Document Type: Research Articles

Authors

1 Sarin Lab, Advanced Centre for Treatment Research and Education in Cancer, Tata Memorial Centre, Kharghar, Navi Mumbai, India.

2 Homi Bhabha National Institute, Training School Complex, Anushakti Nagar, Mumbai, 400085, India.

3 3Clinical Research Centre (CRC), Advanced Centre for Treatment Research and Education in Cancer, Tata Memorial Centre, Kharghar, Navi Mumbai, India.

4 Cancer Genetics Clinic, Tata Memorial Hospital, Tata Memorial Centre, Parel, Mumbai,400012, India.

Abstract

Background: Role of RET proto-oncogene as predisposing gene for Medullary Thyroid Carcinoma is well established which provides the basis for clinical management of patients.

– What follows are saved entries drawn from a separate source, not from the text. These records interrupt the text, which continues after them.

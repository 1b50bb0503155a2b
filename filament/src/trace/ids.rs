use std::fmt;
use std::num::ParseIntError;

/// A 16-byte value identifying a trace.
///
/// Every span belonging to one trace carries the same trace id. The id is
/// valid if it is non-zero.
#[derive(Clone, PartialEq, Eq, Copy, Hash)]
pub struct TraceId(u128);

impl TraceId {
    /// The invalid (all-zero) trace id.
    pub const INVALID: TraceId = TraceId(0);

    /// Parses a trace id from up to 32 hex characters.
    ///
    /// Shorter values are interpreted left-zero-padded, so 64-bit ids from
    /// older peers parse into the low bits.
    pub fn from_hex(hex: &str) -> Result<Self, ParseIntError> {
        u128::from_str_radix(hex, 16).map(TraceId)
    }

    /// Returns the id as a `u128`.
    pub const fn to_u128(self) -> u128 {
        self.0
    }
}

impl From<u128> for TraceId {
    fn from(value: u128) -> Self {
        TraceId(value)
    }
}

impl fmt::Debug for TraceId {
    fn fmt(&self, f: &mut fmt::Formatter<'_>) -> fmt::Result {
        f.write_fmt(format_args!("{:032x}", self.0))
    }
}

impl fmt::Display for TraceId {
    fn fmt(&self, f: &mut fmt::Formatter<'_>) -> fmt::Result {
        f.write_fmt(format_args!("{:032x}", self.0))
    }
}

/// An 8-byte value identifying a span within a trace.
///
/// The id is valid if it is non-zero.
#[derive(Clone, PartialEq, Eq, Copy, Hash)]
pub struct SpanId(u64);

impl SpanId {
    /// The invalid (all-zero) span id.
    pub const INVALID: SpanId = SpanId(0);

    /// Parses a span id from up to 16 hex characters.
    pub fn from_hex(hex: &str) -> Result<Self, ParseIntError> {
        u64::from_str_radix(hex, 16).map(SpanId)
    }

    /// Returns the id as a `u64`.
    pub const fn to_u64(self) -> u64 {
        self.0
    }
}

impl From<u64> for SpanId {
    fn from(value: u64) -> Self {
        SpanId(value)
    }
}

impl fmt::Debug for SpanId {
    fn fmt(&self, f: &mut fmt::Formatter<'_>) -> fmt::Result {
        f.write_fmt(format_args!("{:016x}", self.0))
    }
}

impl fmt::Display for SpanId {
    fn fmt(&self, f: &mut fmt::Formatter<'_>) -> fmt::Result {
        f.write_fmt(format_args!("{:016x}", self.0))
    }
}

#[cfg(test)]
mod tests {
    use super::*;

    #[test]
    fn trace_id_hex_round_trip() {
        let id = TraceId::from(0x5f46_7fe7_bf42_676c_05e2_0ba4_a90e_448e_u128);
        assert_eq!(format!("{id}"), "5f467fe7bf42676c05e20ba4a90e448e");
        assert_eq!(TraceId::from_hex("5f467fe7bf42676c05e20ba4a90e448e"), Ok(id));
    }

    #[test]
    fn short_hex_pads_left() {
        assert_eq!(TraceId::from_hex("2a"), Ok(TraceId::from(42u128)));
        assert_eq!(SpanId::from_hex("2a"), Ok(SpanId::from(42u64)));
        assert_eq!(format!("{}", SpanId::from(42u64)), "000000000000002a");
    }

    #[test]
    fn invalid_hex_is_rejected() {
        assert!(TraceId::from_hex("not_hex").is_err());
        assert!(SpanId::from_hex("").is_err());
        // 17 hex chars overflow a span id.
        assert!(SpanId::from_hex("12345678901234567").is_err());
    }
}
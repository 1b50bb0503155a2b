use crate::trace::{SpanId, TraceId};

/// Maximum accepted length of an incoming vendor-state header. Anything
/// longer is discarded rather than amplified through the trace.
const MAX_TRACE_STATE_LEN: usize = 512;

/// The extensible vendor-state string carried alongside the standard
/// propagation header.
///
/// Multiple tracing systems participating in one trace each append their own
/// entries. The content is opaque to this agent: it is validated for basic
/// transportability and passed through unchanged.
#[derive(Clone, Debug, Default, Eq, PartialEq, Hash)]
pub struct TraceState(Option<String>);

impl TraceState {
    /// The empty trace state.
    pub const NONE: TraceState = TraceState(None);

    /// Accepts an incoming vendor-state header value.
    ///
    /// Returns [`TraceState::NONE`] for empty input and `None` for values
    /// that are not safely transportable (control characters, excessive
    /// length).
    pub fn from_header(value: &str) -> Option<TraceState> {
        let value = value.trim();
        if value.is_empty() {
            return Some(TraceState::NONE);
        }
        if value.len() > MAX_TRACE_STATE_LEN || value.chars().any(|c| c.is_control()) {
            return None;
        }
        Some(TraceState(Some(value.to_owned())))
    }

    /// The header value to transmit, empty when no state is carried.
    pub fn header(&self) -> &str {
        self.0.as_deref().unwrap_or("")
    }

    /// Whether any vendor state is carried.
    pub fn is_empty(&self) -> bool {
        self.0.is_none()
    }
}

/// The wire-level identity of a trace position.
///
/// This is what crosses process boundaries: the span a downstream call
/// should consider its parent, plus the trace-wide suppression level and the
/// interoperable vendor state. It is also the identity a live span carries
/// for its own children.
#[derive(Clone, Debug, PartialEq, Eq, Hash)]
pub struct TraceContext {
    trace_id: TraceId,
    span_id: SpanId,
    suppressed: bool,
    trace_state: TraceState,
}

impl TraceContext {
    /// An empty, invalid trace context.
    pub const NONE: TraceContext = TraceContext {
        trace_id: TraceId::INVALID,
        span_id: SpanId::INVALID,
        suppressed: false,
        trace_state: TraceState::NONE,
    };

    /// Constructs a trace context from its parts.
    pub fn new(
        trace_id: TraceId,
        span_id: SpanId,
        suppressed: bool,
        trace_state: TraceState,
    ) -> Self {
        TraceContext {
            trace_id,
            span_id,
            suppressed,
            trace_state,
        }
    }

    /// A pure "stop tracing" signal: no identity, suppression set.
    ///
    /// Decoded from an incoming trace level of `"0"` with no id headers;
    /// everything started under it stays inert and keeps advertising
    /// suppression downstream.
    pub fn suppressed_only() -> Self {
        TraceContext {
            trace_id: TraceId::INVALID,
            span_id: SpanId::INVALID,
            suppressed: true,
            trace_state: TraceState::NONE,
        }
    }

    /// The trace id shared by every span of this trace.
    pub fn trace_id(&self) -> TraceId {
        self.trace_id
    }

    /// The span id a downstream operation should use as its parent.
    pub fn span_id(&self) -> SpanId {
        self.span_id
    }

    /// Whether tracing is suppressed for this trace.
    pub fn is_suppressed(&self) -> bool {
        self.suppressed
    }

    /// The vendor state carried alongside the identifiers.
    pub fn trace_state(&self) -> &TraceState {
        &self.trace_state
    }

    /// Whether both identifiers are present (non-zero).
    ///
    /// A context can be invalid and still meaningful: a pure suppression
    /// signal has no identity.
    pub fn is_valid(&self) -> bool {
        self.trace_id != TraceId::INVALID && self.span_id != SpanId::INVALID
    }

    /// The identity of a child span within the same trace.
    ///
    /// Suppression and vendor state are inherited; only the span id changes.
    pub fn child(&self, span_id: SpanId) -> Self {
        TraceContext {
            trace_id: self.trace_id,
            span_id,
            suppressed: self.suppressed,
            trace_state: self.trace_state.clone(),
        }
    }
}
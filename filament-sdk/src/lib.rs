//! Implementation of the filament tracing agent core.
//!
//! This crate provides the working pieces behind the `filament` API crate:
//!
//! - [`trace`]: the [`SpanRegistry`](trace::SpanRegistry) that creates and
//!   finalizes spans (parenting, exit-span suppression, trace suppression),
//!   the concrete [`Span`](trace::Span), the exporter interface and the
//!   batching span transport.
//! - [`propagation`]: the wire codecs — the native three-header format, the
//!   standard interoperable format, and the combined
//!   [`AgentPropagator`](propagation::AgentPropagator) that applies the
//!   cross-format precedence rules.
//!
//! A typical setup wires an exporter into a
//! [`BatchSpanProcessor`](trace::BatchSpanProcessor) and hands that to a
//! [`SpanRegistry`](trace::SpanRegistry); instrumentation adapters then only
//! interact with the registry and the execution context.

#![warn(missing_docs, unreachable_pub, missing_debug_implementations)]
#![cfg_attr(docsrs, feature(doc_cfg))]

pub mod propagation;
pub mod trace;
//! Core API of the filament in-process tracing agent.
//!
//! The runtimes this agent observes execute work through chains of
//! asynchronous continuations with no built-in notion of "the logical
//! operation currently in progress". This crate provides the substrate that
//! synthetically maintains that notion and the vocabulary types built on top
//! of it:
//!
//! - [`Context`]: the execution-scoped state of one logical task (its active
//!   span and trace identity), with explicit enter/exit and capture/restore
//!   semantics. See the [`context`] module for the suspension-point contract.
//! - [`trace`]: trace identity ([`TraceId`], [`SpanId`], [`TraceContext`])
//!   and the object-safe [`Span`](trace::Span) interface implemented by the
//!   SDK.
//! - [`propagation`]: the [`Injector`](propagation::Injector) /
//!   [`Extractor`](propagation::Extractor) carrier interfaces and the
//!   [`TextMapPropagator`](propagation::TextMapPropagator) codec interface
//!   used to carry trace context across process boundaries.
//!
//! Span creation, the wire codecs and the batching transport live in the
//! `filament-sdk` crate; this crate only defines the interfaces and the
//! context engine they plug into.

#![warn(missing_docs, unreachable_pub, missing_debug_implementations)]
#![cfg_attr(docsrs, feature(doc_cfg))]

pub mod context;
pub mod propagation;
pub mod trace;

mod internal_logging;

pub use context::{Context, ContextGuard};
pub use trace::{SpanId, SpanKind, TraceContext, TraceId};

#[cfg(feature = "internal-logs")]
#[doc(hidden)]
pub mod _private {
    pub use tracing::{debug, error, info, warn};
}
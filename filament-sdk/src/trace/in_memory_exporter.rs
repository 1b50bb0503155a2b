use crate::trace::export::{ExportResult, SpanExporter, SpanRecord};
use filament::trace::TraceError;
use futures_util::future::BoxFuture;
use std::sync::{Arc, Mutex};

/// A [`SpanExporter`] that keeps finished spans in memory.
///
/// Useful for tests and debugging: drive the pipeline, then inspect what
/// reached the exporter with [`get_finished_spans`]. Clones share the same
/// storage.
///
/// [`get_finished_spans`]: InMemorySpanExporter::get_finished_spans
///
/// # Examples
///
/// ```
/// use filament::SpanKind;
/// use filament_sdk::trace::{InMemorySpanExporter, SimpleSpanProcessor, SpanRegistry};
///
/// let exporter = InMemorySpanExporter::default();
/// let registry = SpanRegistry::builder()
///     .with_span_processor(SimpleSpanProcessor::new(Box::new(exporter.clone())))
///     .build();
///
/// registry.in_span("db-call", SpanKind::Exit, |_cx| {});
///
/// let spans = exporter.get_finished_spans().unwrap();
/// assert_eq!(spans.len(), 1);
/// ```
#[derive(Clone, Debug)]
pub struct InMemorySpanExporter {
    spans: Arc<Mutex<Vec<SpanRecord>>>,
}

impl Default for InMemorySpanExporter {
    fn default() -> Self {
        InMemorySpanExporterBuilder::new().build()
    }
}

/// Builder for [`InMemorySpanExporter`].
#[derive(Clone, Debug, Default)]
pub struct InMemorySpanExporterBuilder {}

impl InMemorySpanExporterBuilder {
    /// Creates a new builder.
    pub fn new() -> Self {
        Self::default()
    }

    /// Builds the exporter.
    pub fn build(&self) -> InMemorySpanExporter {
        InMemorySpanExporter {
            spans: Arc::new(Mutex::new(Vec::new())),
        }
    }
}

impl InMemorySpanExporter {
    /// Returns a copy of the spans exported so far.
    pub fn get_finished_spans(&self) -> Result<Vec<SpanRecord>, TraceError> {
        self.spans
            .lock()
            .map(|spans| spans.clone())
            .map_err(|err| TraceError::Other(err.to_string()))
    }

    /// Discards all stored spans.
    pub fn reset(&self) {
        if let Ok(mut spans) = self.spans.lock() {
            spans.clear();
        }
    }
}

impl SpanExporter for InMemorySpanExporter {
    fn export(&mut self, batch: Vec<SpanRecord>) -> BoxFuture<'static, ExportResult> {
        let result = self
            .spans
            .lock()
            .map(|mut spans| spans.extend(batch))
            .map_err(|err| TraceError::Other(err.to_string()));
        Box::pin(futures_util::future::ready(result))
    }

    // Stored spans survive `shutdown` so tests can assert on what was
    // flushed by it.
}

However clinical behavior of MTC varies considerably among patients. Several studies have investigated whether SNPs in low penetrance genes could modulate the clinical behavior of MTC but with conflicting or inconclusive results. The present study aimed to investigate the modifier effect of 13 SNPs of three distinct genetic pathways -Detoxification, Cell cycle regulation and RET on the clinico-pathological features of hereditary and sporadic MTC. Methods: SNPs were genotyped using RFLP or TaqMan method. The genotypes were correlated with various clinico-pathological parameters (age and calcitonin levels at MTC diagnosis, tumor volume, nodal and distant metastasis). Results: Nodal metastasis was the only clinico-pathological parameter showing significant association with any SNP. In the hereditary MTC group (n=77), incidence of nodal metastases was significantly higher in wild type allele for Cyp1A1m1, CDKN2A and CDKN2C (p=0.01 for all three). In sporadic MTC group (n=361) CDKN2C wild type allele had higher nodal metastasis (p=0.03). Conclusion: In this largest MTC cohort with comprehensive analysis of modulatory role of 13 most frequently studied SNPs with MTC clinical outcome, we observed a statistically significant association of few SNPs with nodal metastasis. However as these SNPs did not show association with any other clinico-pathological parameters like tumor volume or Calcitonin, they may not be true modifier of MTC. Additional large cohort studies with clinico-pathological details and long-term follow-up are needed to identify genetic modifiers of MTC behavior.